Dual-energy CT quantitative parameters for the differentiation of benign from malignant lesions and the prediction of histopathological and molecular subtypes in breast cancer.

Background: Dual-energy computed tomography (DECT) is widely used to characterize and differentiate tumors. However, data regarding its diagnostic performance for the characterization of breast tumors are limited. In this study, we assessed the diagnostic performance of quantitative parameters derived from DECT in differentiating benign from malignant lesions and predicting histopathological and molecular subtypes in patients with breast cancer.

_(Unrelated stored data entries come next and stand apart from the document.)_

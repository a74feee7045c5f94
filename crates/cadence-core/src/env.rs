//! Environment seams: wall clock and signaling sink.
//!
//! Decoupling these from the session keeps the protocol logic deterministic
//! under test: the harness provides a virtual clock and an in-memory relay,
//! production provides the system clock and a socket to the signaling
//! server.

use std::time::{SystemTime, UNIX_EPOCH};

use cadence_proto::Signal;

/// Source of wall-clock time for frame pacing.
///
/// Implementations must be monotonic enough for pacing: values never
/// decrease within one session.
pub trait Clock {
    /// Current unix time in microseconds.
    fn now_unix_usec(&self) -> i64;
}

/// System wall clock.
#[derive(Debug, Clone, Copy, Default)]
pub struct SystemClock;

impl Clock for SystemClock {
    fn now_unix_usec(&self) -> i64 {
        SystemTime::now()
            .duration_since(UNIX_EPOCH)
            .map_or(0, |elapsed| elapsed.as_micros() as i64)
    }
}

/// Outbound half of the signaling connection.
///
/// The relay is reliable and ordered; delivery failures are the
/// application's concern, not the session's.
pub trait SignalSink {
    /// Queue a message for the signaling server.
    fn signal_send(&mut self, message: &Signal);
}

Methods: Dual-phase contrast-enhanced DECT of the thorax was performed on participants with breast tumors. Conventional CT attenuation and DECT quantitative parameters, including normalized iodine concentration (NIC), the slope of the spectral Hounsfield unit curve (λ), and normalized effective atomic number (nZ), were obtained and compared between benign and malignant lesions, invasive non-special carcinoma, and ductal carcinoma in situ (DCIS), and among the four molecular subtypes of breast cancer. The diagnostic performance of the quantitative parameters was analyzed using receiver operating characteristic (ROC) curves.

Results: This study included 130 participants with 161 breast lesions (44 benign and 117 malignant). In the arterial and venous phase, NICs, λ, nZ, and attenuation were higher in malignant lesions than benign lesions (all P<0.001). The venous phase λ had the best differential diagnostic capability, with an area under the curve (AUC) of 0.90, a sensitivity of 84.1% (37 of 44), a specificity of 86.3% (101 of 117), and an accuracy of 85.7% (138 of 161). The NICs in the arterial and venous phases were higher in invasive non-special carcinoma than DCIS (both P<0.001). In terms of diagnostic performance, NIC in the venous phase had an AUC of 0.77, a sensitivity of 75.0% (12 of 16), a specificity of 81.2% (82 of 101), and an accuracy of 80.3% (94 of 117). The luminal A subtype produced a lower venous phase NIC, and arterial and venous phase nZ than the non-luminal A subtype (AUC of 0.91 for the combination of these three parameters).

Conclusions: Dual-energy CT quantitative parameters are a feasible and valuable noninvasive means of differentiating between benign and malignant lesions, and predicting histopathological and molecular subtypes in patients with breast cancer.